Stored records:
//! SSH (Secure Shell) protocol implementation and piping core.
//!
//! # Architecture
//!
//! The stack is layered, leaves first:
//!
//! 1. **Packet layer** ([`packet`]) - binary packet protocol (RFC 4253 Section 6)
//! 2. **Transport layer** ([`transport`], [`handshake`]) - version exchange,
//!    key exchange, AEAD encryption, session identifiers
//! 3. **Authentication codec** ([`auth`]) - user authentication messages
//!    (RFC 4252) and the signed-data blob they bind to a session
//! 4. **Keys** ([`publickey`], [`privatekey`], [`hostkey`],
//!    [`authorized_keys`]) - wire-format public keys, signers, host keys
//! 5. **Piper** ([`piper`]) - the reverse-proxy core that drives a
//!    server-side and a client-side transport in lockstep
//!
//! The piper is the reason this stack exists: both the server role (facing
//! the downstream client) and the client role (facing the upstream backend)
//! share one [`transport::Transport`] type, so the auth state machine can
//! hold both ends and move authentication requests between them.

pub mod auth;
pub mod authorized_keys;
pub mod crypto;
pub mod handshake;
pub mod hostkey;
pub mod kex;
pub mod kex_dh;
pub mod message;
pub mod packet;
pub mod piper;
pub mod privatekey;
pub mod publickey;
pub mod transport;
pub mod version;

pub use auth::{
    construct_signature_data, is_acceptable_algorithm, AuthFailure, AuthPkOk, AuthRequest,
    AuthSuccess, InfoRequest, InfoResponse, Prompt, PublicKeyPayload, ServiceAccept,
    ServiceRequest, SignatureBlob, SERVICE_CONNECTION, SERVICE_USERAUTH,
};
pub use authorized_keys::{AuthorizedKey, AuthorizedKeysFile};
pub use crypto::{CipherAlgorithm, DecryptionKey, EncryptionKey};
pub use handshake::{ClientConfig, HostKeyVerification, ServerConfig};
pub use hostkey::{Ed25519HostKey, HostKey, HostKeyAlgorithm};
pub use kex::{negotiate_algorithm, KexInit, NewKeys};
pub use kex_dh::{derive_key, Curve25519Exchange};
pub use message::MessageType;
pub use packet::Packet;
pub use piper::{Challenger, ConnMeta, KeyboardPrompter, SshPiper, UpstreamResolver};
pub use privatekey::PrivateKey;
pub use publickey::PublicKey;
pub use transport::{PacketReader, PacketWriter, Transport};
pub use version::Version;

# Exercise prompt:
Every line of the data above is to be copied out exactly.

# Solution for this problem:
//! SSH (Secure Shell) protocol implementation and piping core.
//!
//! # Architecture
//!
//! The stack is layered, leaves first:
//!
//! 1. **Packet layer** ([`packet`]) - binary packet protocol (RFC 4253 Section 6)
//! 2. **Transport layer** ([`transport`], [`handshake`]) - version exchange,
//!    key exchange, AEAD encryption, session identifiers
//! 3. **Authentication codec** ([`auth`]) - user authentication messages
//!    (RFC 4252) and the signed-data blob they bind to a session
//! 4. **Keys** ([`publickey`], [`privatekey`], [`hostkey`],
//!    [`authorized_keys`]) - wire-format public keys, signers, host keys
//! 5. **Piper** ([`piper`]) - the reverse-proxy core that drives a
//!    server-side and a client-side transport in lockstep
//!
//! The piper is the reason this stack exists: both the server role (facing
//! the downstream client) and the client role (facing the upstream backend)
//! share one [`transport::Transport`] type, so the auth state machine can
//! hold both ends and move authentication requests between them.

pub mod auth;
pub mod authorized_keys;
pub mod crypto;
pub mod handshake;
pub mod hostkey;
pub mod kex;
pub mod kex_dh;
pub mod message;
pub mod packet;
pub mod piper;
pub mod privatekey;
pub mod publickey;
pub mod transport;
pub mod version;

pub use auth::{
    construct_signature_data, is_acceptable_algorithm, AuthFailure, AuthPkOk, AuthRequest,
    AuthSuccess, InfoRequest, InfoResponse, Prompt, PublicKeyPayload, ServiceAccept,
    ServiceRequest, SignatureBlob, SERVICE_CONNECTION, SERVICE_USERAUTH,
};
pub use authorized_keys::{AuthorizedKey, AuthorizedKeysFile};
pub use crypto::{CipherAlgorithm, DecryptionKey, EncryptionKey};
pub use handshake::{ClientConfig, HostKeyVerification, ServerConfig};
pub use hostkey::{Ed25519HostKey, HostKey, HostKeyAlgorithm};
pub use kex::{negotiate_algorithm, KexInit, NewKeys};
pub use kex_dh::{derive_key, Curve25519Exchange};
pub use message::MessageType;
pub use packet::Packet;
pub use piper::{Challenger, ConnMeta, KeyboardPrompter, SshPiper, UpstreamResolver};
pub use privatekey::PrivateKey;
pub use publickey::PublicKey;
pub use transport::{PacketReader, PacketWriter, Transport};
pub use version::Version;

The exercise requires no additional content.